We’ve known for a while that carriers have been itching for a chance to ditch smartphone subsidies, but Verizon (VZ) CFO Fran Shammo now expects that smartphone subsidies will decrease naturally over the next two to three years with no added cost to consumers. FierceWireless reports that Shammo on Monday told the the Deutsche Bank 2013 Media, Internet & Telecom Conference that emerging smartphone platforms such as Windows Phone and BlackBerry 10 will lead to increased competition in the market and bring lower priced phones, which will in turn lead to reduced subsidy costs for carriers.
“I’m a believer that over the next two to three years subsidies will start to decrease just because of the ecosystems,” he said.
Shammo added that when Verizon moves to Voice over LTE technology (VoLTE) later this year, the company will begin to offer phones without CDMA chipsets, which should also reduce the overall costs of devices.
Carrier subsidies have been a heavily debated issue in the past few years.
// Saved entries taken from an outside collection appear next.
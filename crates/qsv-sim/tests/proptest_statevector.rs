//! Property-based tests for the register, gate engine, and measurement.
//!
//! Total probability stays at 1 through any sequence of gates and
//! measurements, and the self-inverse gates H and CX undo themselves.

use num_complex::Complex64;
use proptest::prelude::*;
use rand::SeedableRng;
use rand::rngs::StdRng;

use qsv_ir::{ClbitId, Gate, InitialState, QubitId, StandardGate};
use qsv_sim::{ClassicalRegister, NORM_TOLERANCE, Statevector, measure};

const NUM_QUBITS: usize = 3;

fn arb_state() -> impl Strategy<Value = Statevector> {
    prop::collection::vec((-1.0f64..1.0, -1.0f64..1.0), 1 << NUM_QUBITS)
        .prop_filter("non-zero norm", |v| {
            v.iter().map(|(re, im)| re * re + im * im).sum::<f64>() > 1e-3
        })
        .prop_map(|v| {
            let amps = v.into_iter().map(|(re, im)| Complex64::new(re, im)).collect();
            Statevector::from_amplitudes(amps).unwrap()
        })
}

fn arb_gate() -> impl Strategy<Value = (StandardGate, Vec<QubitId>)> {
    let q = 0u32..NUM_QUBITS as u32;
    let pair = (0u32..NUM_QUBITS as u32, 0u32..NUM_QUBITS as u32)
        .prop_filter("distinct operands", |(a, b)| a != b);
    let angle = -std::f64::consts::PI..std::f64::consts::PI;
    prop_oneof![
        q.clone().prop_map(|q| (StandardGate::H, vec![QubitId(q)])),
        q.clone().prop_map(|q| (StandardGate::X, vec![QubitId(q)])),
        q.clone().prop_map(|q| (StandardGate::Y, vec![QubitId(q)])),
        q.clone().prop_map(|q| (StandardGate::S, vec![QubitId(q)])),
        (angle.clone(), q.clone()).prop_map(|(t, q)| (StandardGate::Rx(t), vec![QubitId(q)])),
        (angle.clone(), q).prop_map(|(t, q)| (StandardGate::Ry(t), vec![QubitId(q)])),
        pair.clone().prop_map(|(a, b)| (StandardGate::CX, vec![QubitId(a), QubitId(b)])),
        pair.clone().prop_map(|(a, b)| (StandardGate::CZ, vec![QubitId(a), QubitId(b)])),
        pair.clone().prop_map(|(a, b)| (StandardGate::Swap, vec![QubitId(a), QubitId(b)])),
        (angle, pair).prop_map(|(t, (a, b))| (StandardGate::CP(t), vec![QubitId(a), QubitId(b)])),
    ]
}

fn assert_close(a: &Statevector, b: &Statevector) -> Result<(), TestCaseError> {
    for (x, y) in a.amplitudes().iter().zip(b.amplitudes()) {
        prop_assert!((x - y).norm() < 1e-9, "{} != {}", x, y);
    }
    Ok(())
}

proptest! {
    #[test]
    fn gates_preserve_norm(
        mut sv in arb_state(),
        gates in prop::collection::vec(arb_gate(), 0..30),
    ) {
        for (gate, qubits) in gates {
            sv.apply_gate(&Gate::standard(gate), &qubits).unwrap();
            prop_assert!((sv.norm_sqr() - 1.0).abs() < NORM_TOLERANCE);
        }
    }

    #[test]
    fn measurement_preserves_norm(
        mut sv in arb_state(),
        qubits in prop::collection::vec(0u32..NUM_QUBITS as u32, 1..6),
        seed in any::<u64>(),
    ) {
        let mut rng = StdRng::seed_from_u64(seed);
        let mut creg = ClassicalRegister::new(1);
        for q in qubits {
            let outcome = measure(&mut sv, QubitId(q), &mut creg, ClbitId(0), &mut rng).unwrap();
            prop_assert!((sv.norm_sqr() - 1.0).abs() < NORM_TOLERANCE);
            // The measured qubit is now definite.
            let p0 = sv.probability_zero(QubitId(q)).unwrap();
            let expected_p0 = if outcome { 0.0 } else { 1.0 };
            prop_assert!((p0 - expected_p0).abs() < 1e-9);
        }
    }

    #[test]
    fn hadamard_twice_is_identity(sv in arb_state(), q in 0u32..NUM_QUBITS as u32) {
        let mut after = sv.clone();
        let h = Gate::standard(StandardGate::H);
        after.apply_gate(&h, &[QubitId(q)]).unwrap();
        after.apply_gate(&h, &[QubitId(q)]).unwrap();
        assert_close(&after, &sv)?;
    }

    #[test]
    fn cx_twice_is_identity(
        sv in arb_state(),
        (c, t) in (0u32..NUM_QUBITS as u32, 0u32..NUM_QUBITS as u32).prop_filter("distinct", |(c, t)| c != t),
    ) {
        let mut after = sv.clone();
        let cx = Gate::standard(StandardGate::CX);
        after.apply_gate(&cx, &[QubitId(c), QubitId(t)]).unwrap();
        after.apply_gate(&cx, &[QubitId(c), QubitId(t)]).unwrap();
        assert_close(&after, &sv)?;
    }

    #[test]
    fn initialize_yields_normalized_register(
        amps in prop::collection::vec(-1.0f64..1.0, 4),
        (a, b) in (0u32..NUM_QUBITS as u32, 0u32..NUM_QUBITS as u32).prop_filter("distinct", |(a, b)| a != b),
    ) {
        prop_assume!(amps.iter().map(|x| x * x).sum::<f64>() > 1e-6);
        let state = InitialState::from_real(amps, [QubitId(a), QubitId(b)]).unwrap();
        let mut sv = Statevector::new(NUM_QUBITS);
        sv.initialize(&state).unwrap();
        prop_assert!((sv.norm_sqr() - 1.0).abs() < NORM_TOLERANCE);
    }
}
The executive revealed that while subsidy costs are a large part of Verizon’s expenses, the model has been successful with consumers for the past 12 years.
T-Mobile will reportedly become the first carrier to veer away from traditional phone subsidiaries later this month. Verizon CEO Lowell McAdams previously said the company “could move to that very quickly” if T-Mobile’s strategy finds success.